Para ela, vários motivos colocam Recife no topo da lista. Entre eles, uma desassistência da atenção primária, agravada pela pandemia da Covid-19, e uma multiplicação, nos últimos dez anos, de unidades de saúde que oferecem serviços médicos especializados.
“Essas unidades são um laboratório de especialidades, sem vínculo terapêutico com o usuário, pautadas em consultas rápidas e alternando com diversos especialistas. A abertura desenfreada desses equipamentos fará com que as pessoas não consigam ter em seus territórios o acompanhamento longitudinal, que é feito ao longo da vida, de forma singular”, afirmou Bernadete.
Você sabia? No SUS, a média e alta complexidade são os serviços encontrados apenas em hospitais e ambulatórios, divididos por especialidade médica (cardiologia, oncologia, pediatria, etc). É diferente da atenção primária, que são os serviços oferecidos nas Unidades Básicas de Saúde (UBS), locais onde geralmente ocorre o primeiro atendimento e encaminhamento para as especialidades.
A lista das 10 cidades que mais tiveram pessoas se deslocando para outros municípios é basicamente composta por cidades de regiões metropolitanas. No top 3, estão Jaboatão dos Guararapes (PE), São Paulo e Olinda (PE). A capital paulista aparece aqui pelo fator populacional.
No topo da lista de cidades com maior número de atendimentos hospitalares locais, ou seja, o paciente sendo atendido no local de moradia, estão São Paulo, Rio de Janeiro (RJ) e Brasília (DF).
O levantamento do ranking de cidades foi feito com base em uma amostra aleatória de mais de 1 milhão de internações hospitalares ocorridas em 2021 no Brasil.
3 – Como diminuir as distâncias
Uma solução para o vai e vem de pacientes, segundo a professora Bernadete Perez, está no reforço do atendimento nas regiões de saúde, começando pelos serviços oferecidos nos postos de saúde. Isso, segundo ela, pode fazer com que a quilometragem rodada pelos pacientes cesse ou seja encurtada.
“A gente não precisa de um hospital com 10 salas de cirurgia a cada quatro ou cinco municípios. Você tem que trabalhar as regiões de saúde garantindo que 80% dos problemas mais prevalentes possam resolvidos no próprio local onde as pessoas vivem ou muito próximo de lá”, disse Bernadete.

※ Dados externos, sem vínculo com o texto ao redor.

//! HTTP adapters - REST endpoint implementations.

pub mod webhook;

pub use webhook::{webhook_router, WebhookAppState};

Um exemplo é o pré-natal, exame de acompanhamento da gestação e que pode ser iniciado no SUS pelo posto de saúde, sem necessidade de procurar um hospital.

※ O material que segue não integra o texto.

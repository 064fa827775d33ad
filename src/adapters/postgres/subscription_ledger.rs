//! PostgreSQL implementation of SubscriptionLedger.
//!
//! `commit` runs in one transaction: lock the subscription row, apply the
//! patch, insert or refund the payment, then mark the claimed notification
//! processed. Any early return drops the transaction, which rolls it back.

use async_trait::async_trait;
use chrono::{DateTime, Utc};
use sqlx::{PgPool, Postgres, Transaction};
use uuid::Uuid;

use crate::domain::billing::{
    LedgerCommit, LedgerEffect, NewPayment, Payment, PaymentStatus, Subscription,
};
use crate::domain::foundation::{
    DomainError, ErrorCode, PaymentId, PlanId, SubscriptionId, Timestamp, UserId,
};
use crate::ports::{CommitResult, NotificationOutcome, SubscriptionLedger};

use super::codec::{
    parse_payment_status, parse_payment_type, parse_recurring_status, parse_subscription_status,
    payment_status_str, payment_type_str, recurring_status_str, subscription_status_str,
};

pub struct PostgresSubscriptionLedger {
    pool: PgPool,
}

impl PostgresSubscriptionLedger {
    pub fn new(pool: PgPool) -> Self {
        Self { pool }
    }
}

#[derive(Debug, sqlx::FromRow)]
struct SubscriptionRow {
    id: Uuid,
    user_id: Uuid,
    plan_id: Uuid,
    purchase_token: String,
    status: String,
    recurring_status: String,
    end_date: DateTime<Utc>,
    auto_renew: bool,
    grace_period_end: Option<DateTime<Utc>>,
    next_billing_date: Option<DateTime<Utc>>,
    failed_attempts: i32,
    created_at: DateTime<Utc>,
    updated_at: DateTime<Utc>,
}

impl TryFrom<SubscriptionRow> for Subscription {
    type Error = DomainError;

    fn try_from(row: SubscriptionRow) -> Result<Self, Self::Error> {
        Ok(Subscription {
            id: SubscriptionId::from_uuid(row.id),
            user_id: UserId::from_uuid(row.user_id),
            plan_id: PlanId::from_uuid(row.plan_id),
            purchase_token: row.purchase_token,
            status: parse_subscription_status(&row.status)?,
            recurring_status: parse_recurring_status(&row.recurring_status)?,
            end_date: Timestamp::from_datetime(row.end_date),
            auto_renew: row.auto_renew,
            grace_period_end: row.grace_period_end.map(Timestamp::from_datetime),
            next_billing_date: row.next_billing_date.map(Timestamp::from_datetime),
            failed_attempts: row.failed_attempts.max(0) as u32,
            created_at: Timestamp::from_datetime(row.created_at),
            updated_at: Timestamp::from_datetime(row.updated_at),
        })
    }
}

#[derive(Debug, sqlx::FromRow)]
struct PaymentRow {
    id: Uuid,
    user_id: Uuid,
    plan_id: Uuid,
    subscription_id: Option<Uuid>,
    store_transaction_id: String,
    provider_order_id: Option<String>,
    status: String,
    amount_cents: i64,
    payment_type: String,
    created_at: DateTime<Utc>,
    paid_at: Option<DateTime<Utc>>,
    refunded_at: Option<DateTime<Utc>>,
}

impl TryFrom<PaymentRow> for Payment {
    type Error = DomainError;

    fn try_from(row: PaymentRow) -> Result<Self, Self::Error> {
        Ok(Payment {
            id: PaymentId::from_uuid(row.id),
            user_id: UserId::from_uuid(row.user_id),
            plan_id: PlanId::from_uuid(row.plan_id),
            subscription_id: row.subscription_id.map(SubscriptionId::from_uuid),
            store_transaction_id: row.store_transaction_id,
            provider_order_id: row.provider_order_id,
            status: parse_payment_status(&row.status)?,
            amount_cents: row.amount_cents,
            payment_type: parse_payment_type(&row.payment_type)?,
            created_at: Timestamp::from_datetime(row.created_at),
            paid_at: row.paid_at.map(Timestamp::from_datetime),
            refunded_at: row.refunded_at.map(Timestamp::from_datetime),
        })
    }
}

const SUBSCRIPTION_COLUMNS: &str = r#"
    SELECT id, user_id, plan_id, purchase_token, status, recurring_status, end_date,
           auto_renew, grace_period_end, next_billing_date, failed_attempts,
           created_at, updated_at
    FROM subscriptions
"#;

const PAYMENT_COLUMNS: &str = r#"
    SELECT id, user_id, plan_id, subscription_id, store_transaction_id, provider_order_id,
           status, amount_cents, payment_type, created_at, paid_at, refunded_at
    FROM payments
"#;

fn db_error(action: &str, e: sqlx::Error) -> DomainError {
    DomainError::new(ErrorCode::DatabaseError, format!("Failed to {}: {}", action, e))
}

impl PostgresSubscriptionLedger {
    /// Locks the subscription row, applies the patch and writes it back.
    async fn apply_patch(
        tx: &mut Transaction<'_, Postgres>,
        commit: &LedgerCommit,
    ) -> Result<(), DomainError> {
        let Some(patch) = &commit.patch else {
            return Ok(());
        };
        let id = commit.subscription_id.ok_or_else(|| {
            DomainError::new(ErrorCode::InternalError, "patch without subscription id")
        })?;

        let row: Option<SubscriptionRow> = sqlx::query_as(&format!(
            "{} WHERE id = $1 FOR UPDATE",
            SUBSCRIPTION_COLUMNS
        ))
        .bind(id.as_uuid())
        .fetch_optional(&mut **tx)
        .await
        .map_err(|e| db_error("lock subscription", e))?;

        let mut subscription = match row {
            Some(row) => Subscription::try_from(row)?,
            None => {
                return Err(DomainError::new(
                    ErrorCode::SubscriptionNotFound,
                    format!("Subscription not found: {}", id),
                ))
            }
        };
        patch.apply_to(&mut subscription, commit.now);

        sqlx::query(
            r#"
            UPDATE subscriptions
            SET status = $2, recurring_status = $3, end_date = $4, auto_renew = $5,
                grace_period_end = $6, next_billing_date = $7, failed_attempts = $8,
                updated_at = $9
            WHERE id = $1
            "#,
        )
        .bind(subscription.id.as_uuid())
        .bind(subscription_status_str(subscription.status))
        .bind(recurring_status_str(subscription.recurring_status))
        .bind(subscription.end_date.as_datetime())
        .bind(subscription.auto_renew)
        .bind(subscription.grace_period_end.map(|t| *t.as_datetime()))
        .bind(subscription.next_billing_date.map(|t| *t.as_datetime()))
        .bind(subscription.failed_attempts.min(i32::MAX as u32) as i32)
        .bind(subscription.updated_at.as_datetime())
        .execute(&mut **tx)
        .await
        .map_err(|e| db_error("update subscription", e))?;

        Ok(())
    }

    /// Inserts the payment unless one already exists for its transaction
    /// and order. Returns false on conflict.
    ///
    /// The lookup covers rows with a NULL order id, which the unique index
    /// treats as `''`. Concurrent inserts of the same payment are serialized
    /// by `ON CONFLICT DO NOTHING` against `uq_payments_transaction_order`:
    /// the loser affects zero rows and reports a conflict.
    async fn insert_payment(
        tx: &mut Transaction<'_, Postgres>,
        new_payment: &NewPayment,
        now: Timestamp,
    ) -> Result<bool, DomainError> {
        let existing: Option<(Uuid,)> = sqlx::query_as(
            r#"
            SELECT id FROM payments
            WHERE store_transaction_id = $1
              AND provider_order_id IS NOT DISTINCT FROM $2
            "#,
        )
        .bind(&new_payment.store_transaction_id)
        .bind(new_payment.provider_order_id.as_deref())
        .fetch_optional(&mut **tx)
        .await
        .map_err(|e| db_error("check payment uniqueness", e))?;

        if existing.is_some() {
            return Ok(false);
        }

        let payment = new_payment.clone().into_payment(now);
        let result = sqlx::query(
            r#"
            INSERT INTO payments (
                id, user_id, plan_id, subscription_id, store_transaction_id,
                provider_order_id, status, amount_cents, payment_type,
                created_at, paid_at, refunded_at
            )
            VALUES ($1, $2, $3, $4, $5, $6, $7, $8, $9, $10, $11, NULL)
            ON CONFLICT DO NOTHING
            "#,
        )
        .bind(payment.id.as_uuid())
        .bind(payment.user_id.as_uuid())
        .bind(payment.plan_id.as_uuid())
        .bind(payment.subscription_id.map(|id| *id.as_uuid()))
        .bind(&payment.store_transaction_id)
        .bind(payment.provider_order_id.as_deref())
        .bind(payment_status_str(payment.status))
        .bind(payment.amount_cents)
        .bind(payment_type_str(payment.payment_type))
        .bind(payment.created_at.as_datetime())
        .bind(payment.paid_at.map(|t| *t.as_datetime()))
        .execute(&mut **tx)
        .await
        .map_err(|e| db_error("insert payment", e))?;

        Ok(result.rows_affected() == 1)
    }

    /// Marks the claimed notification processed as `applied`.
    async fn mark_notification_processed(
        tx: &mut Transaction<'_, Postgres>,
        notification_id: &str,
        processed_at: Timestamp,
    ) -> Result<(), DomainError> {
        let result = sqlx::query(
            r#"
            UPDATE processed_notifications
            SET processed = TRUE, outcome = $2, detail = NULL,
                claimed_at = NULL, processed_at = $3
            WHERE notification_id = $1
            "#,
        )
        .bind(notification_id)
        .bind(NotificationOutcome::Applied.as_str())
        .bind(processed_at.as_datetime())
        .execute(&mut **tx)
        .await
        .map_err(|e| db_error("mark notification processed", e))?;

        if result.rows_affected() == 0 {
            return Err(DomainError::new(
                ErrorCode::NotificationNotFound,
                format!("Notification not found: {}", notification_id),
            ));
        }
        Ok(())
    }

    /// Marks the payment refunded. Returns false if it already was.
    async fn refund_payment(
        tx: &mut Transaction<'_, Postgres>,
        payment_id: PaymentId,
        refunded_at: Timestamp,
    ) -> Result<bool, DomainError> {
        let result = sqlx::query(
            r#"
            UPDATE payments
            SET status = $2, refunded_at = $3
            WHERE id = $1 AND status <> $2
            "#,
        )
        .bind(payment_id.as_uuid())
        .bind(payment_status_str(PaymentStatus::Refunded))
        .bind(refunded_at.as_datetime())
        .execute(&mut **tx)
        .await
        .map_err(|e| db_error("refund payment", e))?;

        if result.rows_affected() == 1 {
            return Ok(true);
        }

        let exists: Option<(Uuid,)> = sqlx::query_as("SELECT id FROM payments WHERE id = $1")
            .bind(payment_id.as_uuid())
            .fetch_optional(&mut **tx)
            .await
            .map_err(|e| db_error("find payment", e))?;

        match exists {
            Some(_) => Ok(false),
            None => Err(DomainError::new(
                ErrorCode::PaymentNotFound,
                format!("Payment not found: {}", payment_id),
            )),
        }
    }
}

#[async_trait]
impl SubscriptionLedger for PostgresSubscriptionLedger {
    async fn find_subscription_by_token(
        &self,
        purchase_token: &str,
    ) -> Result<Option<Subscription>, DomainError> {
        let row: Option<SubscriptionRow> =
            sqlx::query_as(&format!("{} WHERE purchase_token = $1", SUBSCRIPTION_COLUMNS))
                .bind(purchase_token)
                .fetch_optional(&self.pool)
                .await
                .map_err(|e| db_error("find subscription", e))?;

        row.map(Subscription::try_from).transpose()
    }

    async fn find_payment(
        &self,
        store_transaction_id: &str,
        provider_order_id: Option<&str>,
    ) -> Result<Option<Payment>, DomainError> {
        let row: Option<PaymentRow> = sqlx::query_as(&format!(
            "{} WHERE store_transaction_id = $1 AND provider_order_id IS NOT DISTINCT FROM $2",
            PAYMENT_COLUMNS
        ))
        .bind(store_transaction_id)
        .bind(provider_order_id)
        .fetch_optional(&self.pool)
        .await
        .map_err(|e| db_error("find payment", e))?;

        row.map(Payment::try_from).transpose()
    }

    async fn find_latest_payment(
        &self,
        store_transaction_id: &str,
    ) -> Result<Option<Payment>, DomainError> {
        let row: Option<PaymentRow> = sqlx::query_as(&format!(
            "{} WHERE store_transaction_id = $1 ORDER BY created_at DESC LIMIT 1",
            PAYMENT_COLUMNS
        ))
        .bind(store_transaction_id)
        .fetch_optional(&self.pool)
        .await
        .map_err(|e| db_error("find latest payment", e))?;

        row.map(Payment::try_from).transpose()
    }

    async fn commit(&self, commit: &LedgerCommit) -> Result<CommitResult, DomainError> {
        let mut tx = self
            .pool
            .begin()
            .await
            .map_err(|e| db_error("begin transaction", e))?;

        Self::apply_patch(&mut tx, commit).await?;

        let applied = match &commit.effect {
            LedgerEffect::None => true,
            LedgerEffect::InsertPayment(new_payment) => {
                Self::insert_payment(&mut tx, new_payment, commit.now).await?
            }
            LedgerEffect::Refund {
                payment_id,
                refunded_at,
            } => Self::refund_payment(&mut tx, *payment_id, *refunded_at).await?,
        };

        if !applied {
            tx.rollback()
                .await
                .map_err(|e| db_error("roll back transaction", e))?;
            return Ok(CommitResult::AlreadyApplied);
        }

        if let Some(notification_id) = commit.notification_id.as_deref() {
            Self::mark_notification_processed(&mut tx, notification_id, commit.now).await?;
        }

        tx.commit()
            .await
            .map_err(|e| db_error("commit transaction", e))?;
        Ok(CommitResult::Committed)
    }
}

Recentemente, teve uma ambulância que estava vindo para Recife e sofreu um acidente. Ela saiu de um município que fica quase 400 quilômetros de distância da capital para levar uma paciente gestante para fazer um pré-natal de baixo risco. No acidente, faleceram a mulher, o bebê e o motorista.
A professora da faculdade de Saúde Pública da USP, Marília Louvison, tem o mesmo pensamento. Para ela, o deslocamento de pacientes precisa ser estudado regionalmente. E é preciso investir na descentralização dos serviços, ou seja, levar a saúde pública o mais próximo possível das pessoas.
“Que a gente possa fortalecer as regiões de saúde para que elas tenham suficiência de oferta de serviços do SUS para garantir o menor deslocamento possível, com a maior qualidade possível, e com sistemas de regulação e de transporte sanitário com apoio financeiro e dignidade no deslocamento”, afirmou Marília.
“Tem regiões que a maternidade fechou, nem parto ocorre naquela região. Então a paciente vai necessariamente para outra cidade, outra região, que é mais longe. Isso são vazios assistenciais. É preciso planejamento regional para investir e reduzir esses vazios e diminuir esse deslocamento quando ele, de fato, se mostrar um problema”, colocou a professora da USP.